Paradoxically, instead of tightening control over these ‘gray’ schemes, the state is creating additional barriers for transparent postal shipments, where each parcel has a tracking number, accompanying documentation, and undergoes official clearance. According to experts, eliminating the tax-free limit could reduce international shipments fourfold, while customs would be required to inspect 100% of parcels. This is especially irrational for low-cost goods from international marketplaces—items worth $2–3, where the expected VAT revenue would be lower than the cost of an hour of work for customs and logistics staff needed to process them. Not only will this fail to compensate for rising administrative costs, but it will also reduce the profits of logistics companies that ensure transparent imports»,
— comments Marta Yankiv, CMO of Meest Group.
For comparison, the European Union implemented a similar Import One Stop Shop system over approximately five years. Initially, the necessary infrastructure was developed, processes were fine-tuned, and only then were taxation rules changed. The entire process took place in a stable economy and during peacetime. In contrast, attempting such large-scale changes within a few months, amid war and without proper preparation, seems premature, says Marta Yankiv.
The concerns of postal operators are partially justified—but only within the framework of the autumn proposal by the Ministry of Finance, which suggested simply removing the tax exemption and shifting VAT payments to recipients. This is noted by Oleh Hetman, coordinator of expert groups at the Economic Expert Platform and a specialist in economic and tax policy.
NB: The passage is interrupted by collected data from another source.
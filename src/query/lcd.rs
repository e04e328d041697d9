//! HTTP client for Cosmos SDK LCD (REST) endpoints

use super::client::{ClientFactory, QueryClient, QueryOutcome, Telemetry};
use super::endpoint::Endpoint;
use crate::errors::QueryError;
use crate::types::{ChainInfo, NetworkName};
use async_trait::async_trait;
use serde::Deserialize;
use serde_json::Value;
use std::sync::Arc;
use std::time::{Duration, Instant};

/// Error body returned by LCD gateways on non-2xx responses
#[derive(Debug, Deserialize)]
struct LcdErrorBody {
    #[serde(default)]
    code: i64,
    #[serde(default)]
    message: String,
}

/// Map a non-success response body to a `QueryError`
fn classify_error(status: u16, body: &str) -> QueryError {
    match serde_json::from_str::<LcdErrorBody>(body) {
        Ok(err) if !err.message.is_empty() => QueryError::Remote {
            status,
            code: err.code,
            message: err.message,
        },
        _ => QueryError::Remote {
            status,
            code: 0,
            message: body.trim().chars().take(200).collect(),
        },
    }
}

pub struct LcdClient {
    network: NetworkName,
    base_url: String,
    timeout: Duration,
    http: reqwest::Client,
}

impl LcdClient {
    pub fn new(chain: &ChainInfo, timeout: Duration) -> Result<Self, QueryError> {
        let http = reqwest::Client::builder()
            .timeout(timeout)
            .build()
            .map_err(|e| QueryError::Unavailable {
                network: chain.name.to_string(),
                reason: e.to_string(),
            })?;

        Ok(Self {
            network: chain.name.clone(),
            base_url: chain.lcd_url.trim_end_matches('/').to_string(),
            timeout,
            http,
        })
    }

    async fn fetch(&self, url: &str) -> Result<Value, QueryError> {
        let response = self.http.get(url).send().await.map_err(|e| {
            if e.is_timeout() {
                QueryError::Timeout {
                    url: url.to_string(),
                    timeout: self.timeout,
                }
            } else {
                QueryError::Http {
                    url: url.to_string(),
                    message: e.to_string(),
                }
            }
        })?;

        let status = response.status();
        let body = response.text().await.map_err(|e| QueryError::Http {
            url: url.to_string(),
            message: e.to_string(),
        })?;

        if !status.is_success() {
            return Err(classify_error(status.as_u16(), &body));
        }

        Ok(serde_json::from_str(&body)?)
    }
}

#[async_trait]
impl QueryClient for LcdClient {
    fn network(&self) -> &NetworkName {
        &self.network
    }

    async fn query(&self, endpoint: &Endpoint) -> QueryOutcome {
        let url = format!("{}{}", self.base_url, endpoint.path());
        let started = Instant::now();
        let result = self.fetch(&url).await;

        QueryOutcome {
            telemetry: Telemetry {
                network: self.network.clone(),
                endpoint: endpoint.label(),
                duration: started.elapsed(),
                success: result.is_ok(),
            },
            result,
        }
    }
}

/// Builds `LcdClient`s with a shared per-request timeout
pub struct LcdClientFactory {
    timeout: Duration,
}

impl LcdClientFactory {
    pub fn new(timeout: Duration) -> Self {
        Self { timeout }
    }
}

impl ClientFactory for LcdClientFactory {
    fn connect(&self, chain: &ChainInfo) -> Result<Arc<dyn QueryClient>, QueryError> {
        if !chain.lcd_url.starts_with("http://") && !chain.lcd_url.starts_with("https://") {
            return Err(QueryError::Unavailable {
                network: chain.name.to_string(),
                reason: format!("LCD url must start with http:// or https://, got {}", chain.lcd_url),
            });
        }
        Ok(Arc::new(LcdClient::new(chain, self.timeout)?))
    }
}

#[cfg(test)]
mod tests {
    use super::*;

    #[test]
    fn test_classify_lcd_error_envelope() {
        let body = r#"{"code":5,"message":"rpc error: code = NotFound desc = validator does not exist","details":[]}"#;
        match classify_error(404, body) {
            QueryError::Remote { status, code, message } => {
                assert_eq!(status, 404);
                assert_eq!(code, 5);
                assert!(message.contains("validator does not exist"));
            }
            other => panic!("unexpected error: {:?}", other),
        }
    }

    #[test]
    fn test_classify_plain_text_error() {
        match classify_error(502, "Bad Gateway\n") {
            QueryError::Remote { status, code, message } => {
                assert_eq!(status, 502);
                assert_eq!(code, 0);
                assert_eq!(message, "Bad Gateway");
            }
            other => panic!("unexpected error: {:?}", other),
        }
    }

    #[test]
    fn test_factory_rejects_bad_url() {
        let factory = LcdClientFactory::new(Duration::from_secs(1));
        let chain = ChainInfo {
            name: NetworkName::parse("cosmoshub").unwrap(),
            lcd_url: "lcd.example.com".to_string(),
            bond_denom: "uatom".to_string(),
        };
        assert!(matches!(
            factory.connect(&chain),
            Err(QueryError::Unavailable { .. })
        ));
    }

    #[tokio::test]
    async fn test_client_trims_trailing_slash() {
        let chain = ChainInfo {
            name: NetworkName::parse("cosmoshub").unwrap(),
            lcd_url: "https://lcd.example.com/".to_string(),
            bond_denom: "uatom".to_string(),
        };
        let client = LcdClient::new(&chain, Duration::from_secs(1)).unwrap();
        assert_eq!(client.base_url, "https://lcd.example.com");
        assert_eq!(client.network().as_str(), "cosmoshub");
    }
}
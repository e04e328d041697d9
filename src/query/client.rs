//! Query client seam: the trait the scheduler calls, per-network client cache,
//! and the telemetry sink every call reports to.

use super::endpoint::Endpoint;
use crate::errors::QueryError;
use crate::types::{ChainInfo, NetworkName};
use async_trait::async_trait;
use serde_json::Value;
use std::collections::HashMap;
use std::sync::atomic::{AtomicU64, Ordering};
use std::sync::Arc;
use std::time::Duration;
use tokio::sync::Mutex;

/// Timing of one remote call
#[derive(Debug, Clone)]
pub struct Telemetry {
    pub network: NetworkName,
    pub endpoint: &'static str,
    pub duration: Duration,
    pub success: bool,
}

/// Result of one remote call plus its telemetry
///
/// Telemetry is produced for failed calls too.
#[derive(Debug)]
pub struct QueryOutcome {
    pub result: Result<Value, QueryError>,
    pub telemetry: Telemetry,
}

/// One network's request/response endpoint
#[async_trait]
pub trait QueryClient: Send + Sync {
    fn network(&self) -> &NetworkName;

    /// Issue exactly one request. Timeouts surface as `QueryError::Timeout`.
    async fn query(&self, endpoint: &Endpoint) -> QueryOutcome;
}

/// Builds a client for a chain; called at most once per network per cache
pub trait ClientFactory: Send + Sync {
    fn connect(&self, chain: &ChainInfo) -> Result<Arc<dyn QueryClient>, QueryError>;
}

/// Receives per-call telemetry; never consulted for control flow
pub trait TelemetrySink: Send + Sync {
    fn record(&self, telemetry: &Telemetry);
}

/// Telemetry sink that logs each call and keeps running totals
#[derive(Debug, Default)]
pub struct LogTelemetry {
    succeeded: AtomicU64,
    failed: AtomicU64,
}

impl LogTelemetry {
    pub fn new() -> Self {
        Self::default()
    }

    /// (succeeded, failed) since creation
    pub fn totals(&self) -> (u64, u64) {
        (
            self.succeeded.load(Ordering::Relaxed),
            self.failed.load(Ordering::Relaxed),
        )
    }
}

impl TelemetrySink for LogTelemetry {
    fn record(&self, telemetry: &Telemetry) {
        let counter = if telemetry.success {
            &self.succeeded
        } else {
            &self.failed
        };
        counter.fetch_add(1, Ordering::Relaxed);

        log::debug!(
            "query network={} endpoint={} duration_ms={} success={}",
            telemetry.network,
            telemetry.endpoint,
            telemetry.duration.as_millis(),
            telemetry.success
        );
    }
}

/// Per-network clients, created on first use and reused across requests
pub struct ClientCache {
    factory: Arc<dyn ClientFactory>,
    clients: Mutex<HashMap<NetworkName, Arc<dyn QueryClient>>>,
}

impl ClientCache {
    pub fn new(factory: Arc<dyn ClientFactory>) -> Self {
        Self {
            factory,
            clients: Mutex::new(HashMap::new()),
        }
    }

    pub async fn get_or_connect(&self, chain: &ChainInfo) -> Result<Arc<dyn QueryClient>, QueryError> {
        let mut clients = self.clients.lock().await;
        if let Some(client) = clients.get(&chain.name) {
            return Ok(client.clone());
        }

        let client = self.factory.connect(chain)?;
        log::debug!("Created query client for {} ({})", chain.name, chain.lcd_url);
        clients.insert(chain.name.clone(), client.clone());
        Ok(client)
    }

    pub async fn len(&self) -> usize {
        self.clients.lock().await.len()
    }
}

#[cfg(test)]
mod tests {
    use super::*;
    use std::sync::atomic::AtomicUsize;

    struct NullClient {
        network: NetworkName,
    }

    #[async_trait]
    impl QueryClient for NullClient {
        fn network(&self) -> &NetworkName {
            &self.network
        }

        async fn query(&self, endpoint: &Endpoint) -> QueryOutcome {
            QueryOutcome {
                result: Ok(Value::Null),
                telemetry: Telemetry {
                    network: self.network.clone(),
                    endpoint: endpoint.label(),
                    duration: Duration::ZERO,
                    success: true,
                },
            }
        }
    }

    #[derive(Default)]
    struct CountingFactory {
        connects: AtomicUsize,
    }

    impl ClientFactory for CountingFactory {
        fn connect(&self, chain: &ChainInfo) -> Result<Arc<dyn QueryClient>, QueryError> {
            self.connects.fetch_add(1, Ordering::SeqCst);
            if chain.lcd_url.is_empty() {
                return Err(QueryError::Unavailable {
                    network: chain.name.to_string(),
                    reason: "empty url".to_string(),
                });
            }
            Ok(Arc::new(NullClient {
                network: chain.name.clone(),
            }))
        }
    }

    fn chain(name: &str, url: &str) -> ChainInfo {
        ChainInfo {
            name: NetworkName::parse(name).unwrap(),
            lcd_url: url.to_string(),
            bond_denom: "uatom".to_string(),
        }
    }

    #[tokio::test]
    async fn test_client_cache_reuses_clients() {
        let factory = Arc::new(CountingFactory::default());
        let cache = ClientCache::new(factory.clone());
        let hub = chain("cosmoshub", "http://lcd");

        let first = cache.get_or_connect(&hub).await.unwrap();
        let second = cache.get_or_connect(&hub).await.unwrap();
        assert!(Arc::ptr_eq(&first, &second));

        cache.get_or_connect(&chain("osmosis", "http://osmo")).await.unwrap();
        assert_eq!(factory.connects.load(Ordering::SeqCst), 2);
        assert_eq!(cache.len().await, 2);
    }

    #[tokio::test]
    async fn test_failed_connect_is_not_cached() {
        let factory = Arc::new(CountingFactory::default());
        let cache = ClientCache::new(factory.clone());
        let broken = chain("juno", "");

        assert!(cache.get_or_connect(&broken).await.is_err());
        assert!(cache.get_or_connect(&broken).await.is_err());
        assert_eq!(factory.connects.load(Ordering::SeqCst), 2);
        assert_eq!(cache.len().await, 0);
    }

    #[test]
    fn test_log_telemetry_totals() {
        let sink = LogTelemetry::new();
        let mut telemetry = Telemetry {
            network: NetworkName::parse("cosmoshub").unwrap(),
            endpoint: "balances",
            duration: Duration::from_millis(12),
            success: true,
        };
        sink.record(&telemetry);
        telemetry.success = false;
        sink.record(&telemetry);
        sink.record(&telemetry);
        assert_eq!(sink.totals(), (1, 2));
    }
}
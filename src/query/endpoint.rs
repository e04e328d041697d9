//! Cosmos SDK LCD endpoints used by the aggregator

use crate::types::{AccountTarget, Category};

/// Page size for list endpoints; one request per unit, so ask for everything
const PAGE_LIMIT: u32 = 1000;

#[derive(Debug, Clone, PartialEq, Eq)]
pub enum Endpoint {
    Balances { address: String },
    DelegatorRewards { delegator: String },
    ValidatorCommission { validator: String },
    Delegations { delegator: String },
    Redelegations { delegator: String },
    UnbondingDelegations { delegator: String },
    Supply,
    CommunityPool,
    StakingParams,
    Inflation,
    Validator { address: String },
}

impl Endpoint {
    /// Endpoint serving an account category
    ///
    /// Returns `None` for validator commission when the account has no
    /// operator address.
    pub fn for_account(category: Category, account: &AccountTarget) -> Option<Self> {
        let address = account.address.clone();
        let endpoint = match category {
            Category::Balance => Endpoint::Balances { address },
            Category::StakingReward => Endpoint::DelegatorRewards { delegator: address },
            Category::ValidatorCommission => Endpoint::ValidatorCommission {
                validator: account.operator_address.clone()?,
            },
            Category::Delegation => Endpoint::Delegations { delegator: address },
            Category::Redelegation => Endpoint::Redelegations { delegator: address },
            Category::Unbonding => Endpoint::UnbondingDelegations { delegator: address },
            Category::Supply
            | Category::CommunityPool
            | Category::StakingParams
            | Category::Inflation => return None,
        };
        Some(endpoint)
    }

    /// Endpoint serving a network-wide category
    pub fn for_network(category: Category) -> Option<Self> {
        match category {
            Category::Supply => Some(Endpoint::Supply),
            Category::CommunityPool => Some(Endpoint::CommunityPool),
            Category::StakingParams => Some(Endpoint::StakingParams),
            Category::Inflation => Some(Endpoint::Inflation),
            _ => None,
        }
    }

    /// Path relative to the LCD base URL
    pub fn path(&self) -> String {
        match self {
            Endpoint::Balances { address } => format!(
                "/cosmos/bank/v1beta1/balances/{}?pagination.limit={}",
                address, PAGE_LIMIT
            ),
            Endpoint::DelegatorRewards { delegator } => {
                format!("/cosmos/distribution/v1beta1/delegators/{}/rewards", delegator)
            }
            Endpoint::ValidatorCommission { validator } => format!(
                "/cosmos/distribution/v1beta1/validators/{}/commission",
                validator
            ),
            Endpoint::Delegations { delegator } => format!(
                "/cosmos/staking/v1beta1/delegations/{}?pagination.limit={}",
                delegator, PAGE_LIMIT
            ),
            Endpoint::Redelegations { delegator } => format!(
                "/cosmos/staking/v1beta1/delegators/{}/redelegations?pagination.limit={}",
                delegator, PAGE_LIMIT
            ),
            Endpoint::UnbondingDelegations { delegator } => format!(
                "/cosmos/staking/v1beta1/delegators/{}/unbonding_delegations?pagination.limit={}",
                delegator, PAGE_LIMIT
            ),
            Endpoint::Supply => {
                format!("/cosmos/bank/v1beta1/supply?pagination.limit={}", PAGE_LIMIT)
            }
            Endpoint::CommunityPool => "/cosmos/distribution/v1beta1/community_pool".to_string(),
            Endpoint::StakingParams => "/cosmos/staking/v1beta1/params".to_string(),
            Endpoint::Inflation => "/cosmos/mint/v1beta1/inflation".to_string(),
            Endpoint::Validator { address } => {
                format!("/cosmos/staking/v1beta1/validators/{}", address)
            }
        }
    }

    /// Short label for telemetry
    pub fn label(&self) -> &'static str {
        match self {
            Endpoint::Balances { .. } => "balances",
            Endpoint::DelegatorRewards { .. } => "delegator_rewards",
            Endpoint::ValidatorCommission { .. } => "validator_commission",
            Endpoint::Delegations { .. } => "delegations",
            Endpoint::Redelegations { .. } => "redelegations",
            Endpoint::UnbondingDelegations { .. } => "unbonding_delegations",
            Endpoint::Supply => "supply",
            Endpoint::CommunityPool => "community_pool",
            Endpoint::StakingParams => "staking_params",
            Endpoint::Inflation => "inflation",
            Endpoint::Validator { .. } => "validator",
        }
    }
}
However, the new parliamentary bills № 12430 and № 12429 address most of the previously mentioned issues. According to Hetman, these proposals, combined with customs reform involving international experts, the introduction of clear efficiency benchmarks for customs and tax authorities, could eliminate gray import schemes and support Ukrainian manufacturers.
«The need for legislative changes is driven by the surge in tax-free imports of Chinese goods into Ukraine, which undermines the competitiveness of Ukrainian manufacturers and pushes them out of the market. Currently, Ukrainian producers pay VAT and other taxes, while Chinese goods enter duty-free, putting domestic products at a significant disadvantage.
Each year, the number of tax-free parcels grows by approximately 40%. If VAT had been introduced earlier, the budget could have received at least UAH 17 billion this year alone. The new law should function similarly to the tax on Google and Meta, where platforms collect VAT at the point of purchase and remit it through intermediaries or their Ukrainian branches. This approach would prevent additional costs for the government and postal operators in implementing the law. Additionally, the new regulations will not affect defense-related equipment imported by charitable foundations, state enterprises, and volunteers. VAT exemptions for such equipment and components will remain in place»,
— comments Oleh Hetman.
Co-owner of Nova Poshta, Volodymyr Poperechnyi, points out that increasing taxes on low-cost goods will lead to higher prices, reduced purchasing power, and slower economic growth. In his view, if VAT is imposed on inexpensive parcels, it will cause a customs bottleneck, with processing costs exceeding the revenue from customs duties.
At the same time, this measure will not strengthen Ukrainian manufacturers, as protectionism does not enhance production but merely weakens competition.